A spherical surface completely surrounds a collection of charges.Find the electric flux through the surface if the collection consists of (a) a single \(+3.5 \times 10^{-6} \mathrm{C}\) charge, (b) a single \(-2.3 \times 10^{-6} \mathrm{C}\) charge, and \((\mathrm{c})\) both of the charges in (a) and (b).

Short Answer

Expert verified
(a) \(3.95 \times 10^5\), (b) \(-2.60 \times 10^5\), (c) \(1.36 \times 10^5\) N m²/C.

Step by step solution

01

Understanding Gauss's Law

Gauss's Law relates the electric flux through a closed surface to the charge enclosed.
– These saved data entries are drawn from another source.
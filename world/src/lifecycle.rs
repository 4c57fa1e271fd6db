//! Run, wave and map transitions.

use std::collections::BTreeSet;

use rand::Rng;
use tower_siege_core::{
    definitions::{
        RouletteEvent, SCORE_BASE_DESTROYED, SCORE_MAP_CHANGE, SCORE_PERFECT_WAVE, SCORE_PER_WAVE_AT_GAME_OVER,
        SCORE_WAVE_CLEAR,
    },
    CellCoord, Event, FinalScore, GameMode, Path, Phase, TowerId, TowerKind, TowerLoss,
};
use tower_siege_system_path_generation::advance_seed;
use tower_siege_system_wave_generation::{
    adjust_wave, generate_wave, reinforce_for_base, WaveContext,
};
use tracing::{debug, info};

use crate::{
    camera::Camera,
    economy::{map_change_gold, scaled_score, wave_clear_gold},
    effects::{GOLD_TINT, HOSTILE_TINT, LOSS_TINT},
    hostiles::{
        alternate_path, base_layout, base_site, building_cells, invasion_cells, turret_cells,
        EnemyBase, HostileBuilding, Turret, BASE_MIN_TURRETS,
    },
    layout::Layout,
    roulette::{Roulette, WaveModifiers},
    World,
};

/// First wave that deploys turrets beside the path.
const TURRET_WAVE: u32 = 4;
const MAX_WAVE_TURRETS: u32 = 6;
/// First wave that deploys hostile buildings.
const BUILDING_WAVE: u32 = 6;
const MAX_WAVE_BUILDINGS: u32 = 3;
/// A building kind unlocks every this many waves outside normal mode.
const UNLOCK_INTERVAL: u32 = 3;
/// Waves after which an enemy base may appear.
const BASE_WAVE_CAMPAIGN: u32 = 7;
const BASE_WAVE: u32 = 13;
const BASE_CHANCE_CAMPAIGN: f64 = 0.55;
const BASE_CHANCE: f64 = 0.35;
/// First wave the roulette may spin on.
const ROULETTE_WAVE: u32 = 2;
/// Share of the fleet's experience inherited by towers built on the next map.
const VETERAN_SHARE: f64 = 0.4;
/// Restart seeds are drawn below this bound.
const RESTART_SEED_RANGE: u64 = 100_000;
const BASE_BOUNTY: u32 = 100;
const BASE_BOUNTY_PER_WAVE: u32 = 20;
/// Per-wave part of the wave-clear score.
const WAVE_CLEAR_SCORE_PER_WAVE: u32 = 20;
/// Share of max hit points every tower recovers at wave clear, before rank.
const CLEAR_REPAIR_SHARE: f32 = 0.2;
const CLEAR_REPAIR_PER_RANK: f32 = 0.1;
#![deny(
    unsafe_code,
    missing_docs,
    dead_code,
    unused_results,
    non_snake_case,
    unreachable_pub
)]

//! Core contracts shared across the Tower Siege engine.
//!
//! This crate defines the message surface that connects adapters, the
//! authoritative world, and pure systems. Adapters submit [`Command`] values
//! describing player intents, the world executes those commands via its
//! `apply` entry point and broadcasts [`Event`] values describing what
//! happened. Generators and targeting systems exchange the plain data types
//! declared here, and rendering adapters read the snapshot types.

use std::time::Duration;

use glam::Vec2;
use serde::{Deserialize, Serialize};

pub mod definitions;
mod geometry;
mod highscore;
mod snapshot;

pub use definitions::{EnemyKind, RouletteEvent, TowerKind};
pub use geometry::{
    BorderPoint, CellCoord, MapTile, Path, Side, WorldBounds, CELL_SIZE, TILE_COLUMNS,
    TILE_HEIGHT, TILE_ROWS, TILE_WIDTH,
};
pub use highscore::{HighscoreEntry, HighscoreTable, HIGHSCORE_CAPACITY, HIGHSCORE_NAME_LENGTH};
pub use snapshot::{
    EffectSnapshot, EnemyBaseSnapshot, EnemySnapshot, FinalScore, FreezeZoneSnapshot,
    HostileBuildingSnapshot, HudSnapshot, ProjectileOrigin, ProjectileSnapshot, RouletteStatus,
    TowerSnapshot, TurretSnapshot,
};

/// Game modes offered by the menu.
#[derive(Clone, Copy, Debug, PartialEq, Eq, Hash, Serialize, Deserialize)]
pub enum GameMode {
    /// Single map, all buildings unlocked.
    Normal,
    /// Single map with roulette wave modifiers and a score bonus.
    Surprise,
    /// Maps chained into a growing spiral world.
    Campaign,
    /// A fully generated campaign world to explore; waves cannot start.
    CampaignPreview,
}

impl GameMode {
    /// Reports whether the mode lays out tiles in a spiral world.
    #[must_use]
    pub const fn is_campaign(self) -> bool {
        matches!(self, GameMode::Campaign | GameMode::CampaignPreview)
    }

    /// Multiplier applied to kill, structure and wave score.
    #[must_use]
    pub const fn score_multiplier(self) -> f64 {
        match self {
            GameMode::Surprise => 1.5,
            GameMode::Normal | GameMode::Campaign | GameMode::CampaignPreview => 1.0,
        }
    }

    /// Multiplier applied to the map-change score.
    #[must_use]
    pub const fn map_change_multiplier(self) -> f64 {
        match self {
            GameMode::Surprise => 1.5,
            GameMode::Campaign | GameMode::CampaignPreview => 1.25,
            GameMode::Normal => 1.0,
        }
    }

    /// Number of waves played on one map before a new map is required.
    #[must_use]
    pub const fn waves_per_map(self) -> u32 {
        if self.is_campaign() {
            7
        } else {
            10
        }
    }

    /// Reports whether buildings unlock progressively instead of all at once.
    #[must_use]
    pub const fn unlocks_buildings_gradually(self) -> bool {
        !matches!(self, GameMode::Normal)
    }
}

/// Wave lifecycle phase.
#[derive(Clone, Copy, Debug, PartialEq, Eq, Hash, Serialize, Deserialize)]
pub enum Phase {
    /// Between waves; building and upgrading allowed.
    Prep,
    /// A wave was requested and the roulette is resolving.
    Busy,
    /// Enemies are spawning or alive.
    Wave,
    /// Lives reached zero.
    GameOver,
    /// The player acknowledged the game over.
    Scoreboard,
}

macro_rules! identifier {
    ($(#[$meta:meta])* $name:ident) => {
        $(#[$meta])*
        #[derive(Clone, Copy, Debug, PartialEq, Eq, Hash, PartialOrd, Ord)]
        pub struct $name(u32);

        impl $name {
            /// Creates a new identifier with the provided numeric value.
            #[must_use]
            pub const fn new(value: u32) -> Self {
                Self(value)
            }

            /// Retrieves the numeric representation of the identifier.
            #[must_use]
            pub const fn get(self) -> u32 {
                self.0
            }

            /// Identifier that follows this one.
            #[must_use]
            pub const fn next(self) -> Self {
                Self(self.0.wrapping_add(1))
            }
        }
    };
}

identifier!(
    /// Unique identifier assigned to an allied structure.
    TowerId
);
identifier!(
    /// Unique identifier assigned to an attacker.
    EnemyId
);
identifier!(
    /// Unique identifier assigned to an enemy turret.
    TurretId
);
identifier!(
    /// Unique identifier assigned to an enemy buff building.
    HostileBuildingId
);

/// Aura radiated by an enemy building.
#[derive(Clone, Copy, Debug, PartialEq)]
pub enum HostileBuildingKind {
    /// Multiplies the damage of enemies in range.
    Rage {
        /// Damage bonus fraction.
        damage_bonus: f32,
    },
    /// Raises the speed of enemies in range.
    Haste {
        /// Speed bonus fraction.
        speed_bonus: f32,
    },
    /// Halves the damage enemies in range take.
    Fortify,
}

/// Anything an allied projectile can be aimed at.
#[derive(Clone, Copy, Debug, PartialEq, Eq, Hash)]
pub enum TargetRef {
    /// An attacker.
    Enemy(EnemyId),
    /// An enemy turret.
    Turret(TurretId),
    /// An enemy buff building.
    Building(HostileBuildingId),
}

/// Attacker as seen by targeting policies.
#[derive(Clone, Copy, Debug, PartialEq)]
pub struct EnemyProbe {
    /// Identifier of the attacker.
    pub id: EnemyId,
    /// World position.
    pub position: Vec2,
    /// Index of the waypoint the attacker walks toward.
    pub progress: usize,
}

/// Hostile structure as seen by targeting policies.
#[derive(Clone, Copy, Debug, PartialEq)]
pub struct StructureProbe {
    /// Turret or building reference.
    pub target: TargetRef,
    /// World position.
    pub position: Vec2,
}

/// Allied structure as seen by enemy targeting policies.
#[derive(Clone, Copy, Debug, PartialEq)]
pub struct TowerProbe {
    /// Identifier of the structure.
    pub id: TowerId,
    /// World position.
    pub position: Vec2,
}

/// Offensive tower that a support tower may buff.
#[derive(Clone, Copy, Debug, PartialEq)]
pub struct AllyProbe {
    /// Identifier of the tower.
    pub id: TowerId,
    /// World position.
    pub position: Vec2,
    /// Damage before auras.
    pub damage: u32,
}

/// Support tower distributing its aura.
#[derive(Clone, Copy, Debug, PartialEq)]
pub struct SupportProbe {
    /// Identifier of the support tower.
    pub id: TowerId,
    /// World position.
    pub position: Vec2,
    /// Aura radius.
    pub range: f32,
    /// Upgrade level.
    pub level: u8,
}

/// One attacker scheduled by the wave generator.
#[derive(Clone, Copy, Debug, PartialEq)]
pub struct WaveEntry {
    /// Kind of attacker.
    pub kind: EnemyKind,
    /// Milliseconds after the wave starts at which the attacker spawns.
    pub delay_ms: f32,
    /// Hit point multiplier.
    pub hp_scale: f32,
    /// Speed multiplier.
    pub speed_scale: f32,
}

/// Reasons a command can be refused without mutating the world.
#[derive(
    Clone, Copy, Debug, PartialEq, Eq, Hash, Serialize, Deserialize, thiserror::Error,
)]
pub enum Rejection {
    /// The treasury cannot cover the cost.
    #[error("not enough gold")]
    InsufficientFunds,
    /// The cell is outside the map, on the path, or occupied.
    #[error("cell cannot host a structure")]
    InvalidCell,
    /// The command needs a selected tower or tower type.
    #[error("nothing is selected")]
    NoSelection,
    /// A tower cap, building cap, or level cap was reached.
    #[error("limit reached")]
    CapReached,
    /// The command is not available in the current phase or mode.
    #[error("not available right now")]
    WrongPhase,
    /// The simulation is paused.
    #[error("the game is paused")]
    Paused,
    /// The building type has not been unlocked yet.
    #[error("building is locked")]
    Locked,
    /// The selected tower already has full hit points.
    #[error("tower is not damaged")]
    NothingToRepair,
}

/// Commands that express every player intent the world accepts.
#[derive(Clone, Debug, PartialEq)]
pub enum Command {
    /// Starts a fresh run in the provided mode.
    StartMode {
        /// Mode to play.
        mode: GameMode,
    },
    /// Chooses the structure placed by subsequent taps, or clears the choice.
    SelectTowerType {
        /// Kind to place, or `None` to leave build mode.
        kind: Option<TowerKind>,
    },
    /// Places the chosen structure or selects the one standing on the cell.
    PlaceOrSelectAt {
        /// World cell that was tapped.
        cell: CellCoord,
    },
    /// Starts the next wave, or moves to a new map when one is pending.
    StartWave,
    /// Upgrades the selected tower.
    UpgradeSelected,
    /// Restores the selected tower to full hit points.
    RepairSelected,
    /// Sells the selected tower.
    SellSelected,
    /// Pauses or resumes the simulation.
    TogglePause,
    /// Moves the camera by a world-space delta.
    PanCamera {
        /// Horizontal delta.
        dx: f32,
        /// Vertical delta.
        dy: f32,
    },
    /// Changes the camera zoom by a delta.
    Zoom {
        /// Amount added to the zoom factor.
        delta: f32,
    },
    /// Leaves the game-over screen for the scoreboard.
    AcknowledgeGameOver,
    /// Discards the run and starts over with a fresh map seed.
    Restart,
    /// Advances the simulation clock.
    Tick {
        /// Elapsed real time since the previous tick.
        dt: Duration,
    },
}

/// Why an allied structure disappeared.
#[derive(Clone, Copy, Debug, PartialEq, Eq, Hash)]
pub enum TowerLoss {
    /// Hit points reached zero.
    Destroyed,
    /// Removed by the demolition roulette event.
    Demolished,
    /// Crushed by an enemy base's alternate path.
    Crushed,
    /// Cleared by a map change.
    MapCleared,
}

/// Events broadcast by the world after processing commands.
#[derive(Clone, Debug, PartialEq)]
pub enum Event {
    /// Indicates that the simulation clock advanced.
    TimeAdvanced {
        /// Clamped duration that was simulated.
        dt: Duration,
    },
    /// A run started in the provided mode.
    ModeStarted {
        /// Active mode.
        mode: GameMode,
        /// Map seed of the run.
        seed: u64,
    },
    /// The wave phase changed.
    PhaseChanged {
        /// Phase that became active.
        phase: Phase,
    },
    /// The simulation was paused or resumed.
    PauseToggled {
        /// Whether the simulation is now paused.
        paused: bool,
    },
    /// A command was refused.
    CommandRejected {
        /// Reason for the refusal.
        reason: Rejection,
    },
    /// The shop selection changed.
    TowerTypeSelected {
        /// Selected kind.
        kind: Option<TowerKind>,
    },
    /// A structure was built.
    TowerPlaced {
        /// Identifier of the new structure.
        tower: TowerId,
        /// Kind of structure.
        kind: TowerKind,
        /// Cell it occupies.
        cell: CellCoord,
        /// Gold spent.
        cost: u32,
    },
    /// The tower selection changed.
    TowerSelected {
        /// Selected tower, if any.
        tower: Option<TowerId>,
    },
    /// A tower gained a level.
    TowerUpgraded {
        /// Upgraded tower.
        tower: TowerId,
        /// New level.
        level: u8,
        /// Gold spent.
        cost: u32,
    },
    /// A tower was restored to full hit points.
    TowerRepaired {
        /// Repaired tower.
        tower: TowerId,
        /// Gold spent.
        cost: u32,
    },
    /// A tower was sold.
    TowerSold {
        /// Sold tower.
        tower: TowerId,
        /// Gold refunded.
        refund: u32,
    },
    /// A tower disappeared without being sold.
    TowerLost {
        /// Lost tower.
        tower: TowerId,
        /// Why it disappeared.
        cause: TowerLoss,
    },
    /// A tower reached a new veterancy rank.
    TowerRankedUp {
        /// Promoted tower.
        tower: TowerId,
        /// New rank index.
        rank: u8,
    },
    /// A building kind became available in the shop.
    BuildingUnlocked {
        /// Unlocked kind.
        kind: TowerKind,
    },
    /// A wave began.
    WaveStarted {
        /// Wave number.
        wave: u32,
    },
    /// The roulette started spinning.
    RouletteStarted {
        /// Event that will apply.
        event: RouletteEvent,
    },
    /// The roulette stopped and its event applied.
    RouletteResolved {
        /// Applied event.
        event: RouletteEvent,
    },
    /// An attacker entered the map.
    EnemySpawned {
        /// Identifier of the attacker.
        enemy: EnemyId,
        /// Kind of attacker.
        kind: EnemyKind,
    },
    /// An attacker was killed.
    EnemyKilled {
        /// Identifier of the attacker.
        enemy: EnemyId,
        /// Kind of attacker.
        kind: EnemyKind,
        /// Tower credited with the kill.
        credited: Option<TowerId>,
        /// Gold awarded.
        gold: u32,
    },
    /// An attacker reached the end of its route.
    EnemyBreached {
        /// Identifier of the attacker.
        enemy: EnemyId,
        /// Lives left.
        lives: u32,
    },
    /// Enemy turrets were placed for the wave.
    TurretsDeployed {
        /// Number of turrets placed.
        count: usize,
    },
    /// An enemy turret was destroyed.
    TurretDestroyed {
        /// Destroyed turret.
        turret: TurretId,
        /// Gold awarded.
        gold: u32,
    },
    /// An enemy building was destroyed.
    HostileBuildingDestroyed {
        /// Destroyed building.
        building: HostileBuildingId,
        /// Gold awarded.
        gold: u32,
    },
    /// An enemy base was established.
    EnemyBaseSpawned {
        /// Center of the base.
        center: CellCoord,
    },
    /// The enemy base lost its last structure.
    EnemyBaseDestroyed {
        /// Gold awarded.
        gold: u32,
    },
    /// A wave was cleared.
    WaveCleared {
        /// Cleared wave.
        wave: u32,
        /// Gold awarded.
        gold: u32,
    },
    /// The run moved to a new map.
    MapAdvanced {
        /// New map number.
        map_number: u32,
        /// Gold awarded.
        gold: u32,
    },
    /// Lives reached zero.
    GameOver {
        /// Final result of the run.
        result: FinalScore,
    },
}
Mathematically, it is given by:\[ \Phi_E = \frac{Q_{\text{enclosed}}}{\varepsilon_0} \]where \(\Phi_E\) is the electric flux and \(Q_{\text{enclosed}}\) is the total charge inside the surface.
02

Solving for a Single Positive Charge

For the charge \(+3.5 \times 10^{-6} \text{ C}\), the flux through the spherical surface is:\[ \Phi_E = \frac{3.5 \times 10^{-6}}{8.85 \times 10^{-12}} \approx 3.95 \times 10^5 \text{ N m}^2/\text{C} \]
03

Solving for a Single Negative Charge

For the charge \(-2.3 \times 10^{-6} \text{ C}\), the flux through the surface is:\[ \Phi_E = \frac{-2.3 \times 10^{-6}}{8.85 \times 10^{-12}} \approx -2.60 \times 10^5 \text{ N m}^2/\text{C} \]
04

Solving for Both Charges Combined

When both charges are inside, the total enclosed charge is:\[ Q_{\text{enclosed}} = 3.5 \times 10^{-6} + (-2.3 \times 10^{-6}) = 1.2 \times 10^{-6} \text{ C} \]The flux through the surface is:\[ \Phi_E = \frac{1.2 \times 10^{-6}}{8.85 \times 10^{-12}} \approx 1.36 \times 10^5 \text{ N m}^2/\text{C} \]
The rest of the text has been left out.